Bekannt ist sie ja für Ihre Umkleide-Künste zwischen Mikro und Klavierbegleitung auf der offenen Bühne, die Jägers Elke. Das aber am gestrigen Sonntagabend war einfach ein Erlebnis. Punkt. Von der grünen, italienischen Mittelalter-Gardobiere in brokat mit sonorer Männerstimme über das Rosa-Kleidchen-quitschende-Mädchen-Geträller bishin zum Zylinder-tragenden-Vollblutweib. Alles, aber auch alles war da. Spontan. Legere. Und vor allem eines. In der Inszenierung. Diszipliniert. Bis zum Anschlag. Eine perfekte Show, die pointiert bereichert wurde von der Begleitung am über 100 Jahre alten Flügel von Isabelle und den berührenden Balladen in französischer Sprache durch Nachwuchs-Talent Melanie.
Die Romane ...
Ach ja. Da war noch das mit den Romanen. Sie lagen aus. Im Hof. Auf einem Biertisch.
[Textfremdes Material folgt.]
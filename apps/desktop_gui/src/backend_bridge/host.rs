//! Modal host and notifier capabilities that report back to the UI thread.

use client_core::{ModalHost, Notifier, ToastKind};
use crossbeam_channel::{Sender, TrySendError};

use crate::backend_bridge::commands::ModalId;
use crate::controller::events::UiEvent;

fn forward(ui_tx: &Sender<UiEvent>, event: UiEvent, what: &'static str) {
    match ui_tx.try_send(event) {
        Ok(()) => {}
        Err(TrySendError::Full(_)) => {
            tracing::warn!(event = what, "UI event queue is full; dropping event");
        }
        Err(TrySendError::Disconnected(_)) => {
            tracing::warn!(event = what, "UI event queue disconnected; dropping event");
        }
    }
}

/// Host for a single opened modal; closes name that modal only.
#[derive(Clone)]
pub struct ChannelHost {
    ui_tx: Sender<UiEvent>,
    modal: ModalId,
}

impl ChannelHost {
    pub fn new(ui_tx: Sender<UiEvent>, modal: ModalId) -> Self {
        Self { ui_tx, modal }
    }
}

impl ModalHost for ChannelHost {
    fn close(&self) {
        forward(&self.ui_tx, UiEvent::ModalClosed(self.modal), "modal_closed");
    }

    fn notify_changed(&self) {
        forward(&self.ui_tx, UiEvent::ProductsChanged, "products_changed");
    }
}

#[derive(Clone)]
pub struct ChannelNotifier {
    ui_tx: Sender<UiEvent>,
}

impl ChannelNotifier {
    pub fn new(ui_tx: Sender<UiEvent>) -> Self {
        Self { ui_tx }
    }

    fn send(&self, kind: ToastKind, message: &str) {
        let event = UiEvent::Notify {
            kind,
            message: message.to_string(),
        };
        forward(&self.ui_tx, event, "notify");
    }
}

impl Notifier for ChannelNotifier {
    fn success(&self, message: &str) {
        self.send(ToastKind::Success, message);
    }

    fn error(&self, message: &str) {
        self.send(ToastKind::Error, message);
    }
}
Ein Meter weg von der Altpapiertonne. Wo sie wohl heute landen. Elke Jäger hat sie sich durch die Besucher aussuchen, reichen und spontan immer eine Seite mit 7er-Zahl ansagen lassen. fURIOSER konnte es nicht laufen. Der erste, spontan roman-lesend-gesungene Textauszug drehte sich um ein Schnitzel …
Fazit. Wiederholung. Ist Pflicht. Nach dem Schlusslied „Malade“.